Pubblicato il

14 ottobre 2021

Agrigento

IL BEATO ROSARIO LIVATINO TORNA… IN CARCERE: LA RELIQUIA FA SOSTA CON I DETENUTI

IL BEATO ROSARIO LIVATINO TORNA… IN CARCERE: LA RELIQUIA FA SOSTA CON I DETENUTI

La peregrinatio delle reliquie Rosario Livatino fa tappa al carcere di Agrigento. È stato un momento intenso, “bello e particolare“, quello che è stato vissuto questa mattina presso la casa circondariale di contrada Petrusa: la camicia insanguinata che il magistrato indossava il giorno del suo assassinio e che è reliquiario del beato Rosario Angelo Livatino, ha raggiunto e sostato con i detenuti, le guardie, magistrati e tirocinanti dell’Ufficio di Sorveglianza, presso l’istituto intitolato a Pasquale Di Lorenzosovrintendente di Polizia Penitenziaria anch’egli vittima della mafia. Una sosta di riflessione e di preghiera: il cappellano pro tempore,  frate Agatino Sicilia, ha presieduto la celebrazione eucaristica, cuore della tappa della peregrinatio. “Un momento di Grazia“, durante il quale tre detenuti si sono comunicati, per la prima volta, all’Eucarestia.
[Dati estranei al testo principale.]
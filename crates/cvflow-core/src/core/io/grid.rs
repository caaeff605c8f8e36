use crate::core::grid::{GridAxis, GridCoordinates, GridData, GridError};
use crate::core::io::traits::GridFile;
use std::io::{self, BufRead, Write};
use thiserror::Error;

const SPACING_TOLERANCE: f64 = 1e-6;

#[derive(Debug, Error)]
pub enum GridFileError {
    #[error("I/O error: {0}")]
    Io(#[from] io::Error),
    #[error("Parse error on line {line}: {kind}")]
    Parse {
        line: usize,
        kind: GridParseErrorKind,
    },
    #[error("Inconsistent data: {0}")]
    Inconsistency(String),
    #[error("Missing required record: {0}")]
    MissingRecord(String),
    #[error("Invalid grid: {0}")]
    Grid(#[from] GridError),
}

#[derive(Debug, Error)]
pub enum GridParseErrorKind {
    #[error("Invalid integer '{0}'")]
    InvalidInt(String),
    #[error("Invalid float '{0}'")]
    InvalidFloat(String),
    #[error("Invalid periodicity flag '{0}' (expected true or false)")]
    InvalidFlag(String),
    #[error("Expected {expected} fields, found {found}")]
    FieldCount { expected: usize, found: usize },
    #[error("Unknown header record '{0}'")]
    UnknownRecord(String),
}

fn parse_float(line: usize, field: &str) -> Result<f64, GridFileError> {
    field.parse().map_err(|_| GridFileError::Parse {
        line,
        kind: GridParseErrorKind::InvalidFloat(field.to_string()),
    })
}

fn parse_int(line: usize, field: &str) -> Result<usize, GridFileError> {
    field.parse().map_err(|_| GridFileError::Parse {
        line,
        kind: GridParseErrorKind::InvalidInt(field.to_string()),
    })
}

fn parse_flag(line: usize, field: &str) -> Result<bool, GridFileError> {
    match field.to_ascii_lowercase().as_str() {
        "true" | "yes" => Ok(true),
        "false" | "no" => Ok(false),
        _ => Err(GridFileError::Parse {
            line,
            kind: GridParseErrorKind::InvalidFlag(field.to_string()),
        }),
    }
}

/// Plain-text grid persistence format.
///
/// ```text
/// #! DIMENSION 1
/// #! AXIS <min> <max> <bins> <periodic> <spacing>
/// <value> <d_0> ... <d_{D-1}>
/// ```
pub struct GridTextFile;

impl GridFile for GridTextFile {
    type Error = GridFileError;

    fn read_from(reader: &mut impl BufRead) -> Result<GridData, Self::Error> {
        let mut dimension: Option<usize> = None;
        let mut axes: Vec<GridAxis> = Vec::new();
        let mut values = Vec::new();
        let mut gradients = Vec::new();

        for (line_num, line_res) in reader.lines().enumerate() {
            let line_number = line_num + 1;
            let line = line_res?;
            let trimmed = line.trim();
            if trimmed.is_empty() {
                continue;
            }

            if let Some(header) = trimmed.strip_prefix("#!") {
                let fields: Vec<&str> = header.split_whitespace().collect();
                match fields.first().copied() {
                    Some("DIMENSION") => {
                        if fields.len() != 2 {
                            return Err(GridFileError::Parse {
                                line: line_number,
                                kind: GridParseErrorKind::FieldCount {
                                    expected: 2,
                                    found: fields.len(),
                                },
                            });
                        }
                        dimension = Some(parse_int(line_number, fields[1])?);
                    }
                    Some("AXIS") => {
                        if fields.len() != 6 {
                            return Err(GridFileError::Parse {
                                line: line_number,
                                kind: GridParseErrorKind::FieldCount {
                                    expected: 6,
                                    found: fields.len(),
                                },
                            });
                        }
                        let min = parse_float(line_number, fields[1])?;
                        let max = parse_float(line_number, fields[2])?;
                        let bins = parse_int(line_number, fields[3])?;
                        let periodic = parse_flag(line_number, fields[4])?;
                        let spacing = parse_float(line_number, fields[5])?;
                        let axis = GridAxis::new(min, max, bins, periodic)?;
                        if (axis.spacing() - spacing).abs() > SPACING_TOLERANCE * axis.spacing() {
                            return Err(GridFileError::Inconsistency(format!(
                                "axis {} declares spacing {} but bounds and bins give {}",
                                axes.len(),
                                spacing,
                                axis.spacing()
                            )));
                        }
                        axes.push(axis);
                    }
                    Some(other) => {
                        return Err(GridFileError::Parse {
                            line: line_number,
                            kind: GridParseErrorKind::UnknownRecord(other.to_string()),
                        });
                    }
                    None => continue,
                }
                continue;
            }
            if trimmed.starts_with('#') {
                continue;
            }

            let dim = dimension
                .ok_or_else(|| GridFileError::MissingRecord("#! DIMENSION".to_string()))?;
            let fields: Vec<&str> = trimmed.split_whitespace().collect();
            if fields.len() != dim + 1 {
                return Err(GridFileError::Parse {
                    line: line_number,
                    kind: GridParseErrorKind::FieldCount {
                        expected: dim + 1,
                        found: fields.len(),
                    },
                });
            }
            values.push(parse_float(line_number, fields[0])?);
            for field in &fields[1..] {
                gradients.push(parse_float(line_number, field)?);
            }
        }

        let dim =
            dimension.ok_or_else(|| GridFileError::MissingRecord("#! DIMENSION".to_string()))?;
        if axes.len() != dim {
            return Err(GridFileError::Inconsistency(format!(
                "header declares {} dimensions but {} axes were given",
                dim,
                axes.len()
            )));
        }
        let coordinates = GridCoordinates::new(axes)?;
        if values.len() != coordinates.point_count() {
            return Err(GridFileError::Inconsistency(format!(
                "grid has {} points but the body holds {} lines",
                coordinates.point_count(),
                values.len()
            )));
        }
        Ok(GridData::new(coordinates, values, gradients)?)
    }

    fn write_to(grid: &GridData, writer: &mut impl Write) -> Result<(), Self::Error> {
        let coordinates = &grid.coordinates;
        let dim = coordinates.dimension();
        writeln!(writer, "#! DIMENSION {dim}")?;
        for axis in coordinates.axes() {
            writeln!(
                writer,
                "#! AXIS {} {} {} {} {}",
                axis.min,
                axis.max,
                axis.bins,
                axis.periodic,
                axis.spacing()
            )?;
        }
        for (point, value) in grid.values.iter().enumerate() {
            write!(writer, "{value}")?;
            for d in &grid.gradients[point * dim..(point + 1) * dim] {
                write!(writer, " {d}")?;
            }
            writeln!(writer)?;
        }
        Ok(())
    }
}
La reliquia è stata accolta dai dirigenti del carcere, il comandante Giuseppe Lo Faro, dagli agenti di Polizia Penitenziaria; presenti al momento anche i presbiteri e L a fraternità dei Frati Francescani di Favara.

La sosta assume un rilievo particolare per l’attenzione che il Giudice Livatino riservava ai detenuti: attentissimo a non confondere la persona con il reato, rispettava gli imputati – spiega don Carmelo Petrone, direttore del settimanale diocesano agrigentino ‘L’amico del popolo’ -, anche coloro che si erano macchiati dei più gravi delitti. Si racconta che in un caldissimo Ferragosto andò personalmente a portare in carcere il mandato di scarcerazione per un detenuto. E a chi gli chiese la ragione della sua presenza in carcere rispose: «All’interno del carcere c’è una persona che non deve restare neanche un minuto in più. La libertà dell’individuo deve prevalere su ogni cosa». Mi piace pensare alla visita della reliquia di Rosario Livatino ai detenuti del Carcere Petrusa – prosegue Petrone – non solo come un gesto di attenzione nei loro confronti. Quella teca ‘dentro’, che percorre i corridoi con le porte blindate è lì per ricordare a noi, ‘fuori’, che dietro quelle porte ci sono persone che stanno pagando per quanto hanno fatto, private della libertà personale. Ma che, come prevede l’art. 27 della Costituzione, la pena è finalizzata alla “rieducazione” del condannato“.

La visita ha previsto anche una tappa alla sezione femminile del Carcere con dei momenti di riflessione e preghiera, il cui filo conduttore è stato “Ero carcerato e siete venuti a trovarmi”.